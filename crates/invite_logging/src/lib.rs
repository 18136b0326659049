#![deny(missing_docs)]
//! Shared logging utilities for the invite workspace.
//!
//! This crate provides the `invite_*` logging macros used across the codebase
//! and a minimal test initializer for the global logger.

/// Logs a trace-level message using the global logging facade.
#[macro_export]
macro_rules! invite_trace {
    ($($arg:tt)*) => {{
        log::trace!($($arg)*);
    }};
}

/// Logs an info-level message using the global logging facade.
#[macro_export]
macro_rules! invite_info {
    ($($arg:tt)*) => {{
        log::info!($($arg)*);
    }};
}

/// Logs a debug-level message using the global logging facade.
#[macro_export]
macro_rules! invite_debug {
    ($($arg:tt)*) => {{
        log::debug!($($arg)*);
    }};
}

/// Logs a warn-level message using the global logging facade.
#[macro_export]
macro_rules! invite_warn {
    ($($arg:tt)*) => {{
        log::warn!($($arg)*);
    }};
}

/// Logs an error-level message using the global logging facade.
#[macro_export]
macro_rules! invite_error {
    ($($arg:tt)*) => {{
        log::error!($($arg)*);
    }};
}

/// Initializes a simple terminal logger for use in tests.
///
/// This safely no-ops if another logger has already been initialized.
pub fn initialize_for_tests() {
    use simplelog::{ColorChoice, CombinedLogger, Config, TermLogger, TerminalMode};

    // Use debug level in debug builds, info in release builds.
    let level = if cfg!(debug_assertions) {
        log::LevelFilter::Debug
    } else {
        log::LevelFilter::Info
    };

    // Ignore the error if a logger was already set by another test.
    let _ = CombinedLogger::init(vec![TermLogger::new(
        level,
        Config::default(),
        TerminalMode::Mixed,
        ColorChoice::Auto,
    )]);
}
//! Application setup and server configuration.

use std::time::Duration;

use axum::http::header::CONTENT_TYPE;
use axum::http::Method;
use axum::routing::{get, patch, post};
use axum::{Extension, Router};
use sqlx::PgPool;
use tower_http::cors::CorsLayer;
use tower_http::timeout::TimeoutLayer;
use tower_http::trace::TraceLayer;

use crate::server::routes::{health, schedules};

/// Shared application state.
#[derive(Clone)]
pub struct AppState {
    pub pool: PgPool,
}

/// Build the Axum application router.
pub fn build_app(pool: PgPool) -> Router {
    let state = AppState { pool };

    let cors = CorsLayer::new()
        .allow_origin(tower_http::cors::Any)
        .allow_methods([Method::GET, Method::POST, Method::PATCH, Method::DELETE])
        .allow_headers([CONTENT_TYPE]);

    Router::new()
        .route("/health", get(health::health_handler))
        .route("/schedules/daily", post(schedules::create_daily_handler))
        .route(
            "/schedules/interval",
            post(schedules::create_interval_handler),
        )
        .route("/schedules/once", post(schedules::create_once_handler))
        .route("/schedules", get(schedules::list_handler))
        .route("/schedules/by_key", patch(schedules::update_by_key_handler))
        .route(
            "/schedules/by_key/delete",
            post(schedules::delete_by_key_handler),
        )
        .route(
            "/schedules/by_key/delete_all",
            post(schedules::delete_all_for_key_handler),
        )
        .route(
            "/schedules/:id",
            patch(schedules::update_handler).delete(schedules::delete_handler),
        )
        .layer(Extension(state))
        .layer(cors)
        .layer(TraceLayer::new_for_http())
        .layer(TimeoutLayer::new(Duration::from_secs(30)))
}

◆ Try it
Which lines belong in the answer? Exactly those from the first line of the entries through the line holding "across the codebase", inclusive, copied unchanged.

◆ Response box
filename crates/invite_logging/src/lib.rs
repository 18136b0326659049
#![deny(missing_docs)]
//! Shared logging utilities for the invite workspace.
//!
//! This crate provides the `invite_*` logging macros used across the codebase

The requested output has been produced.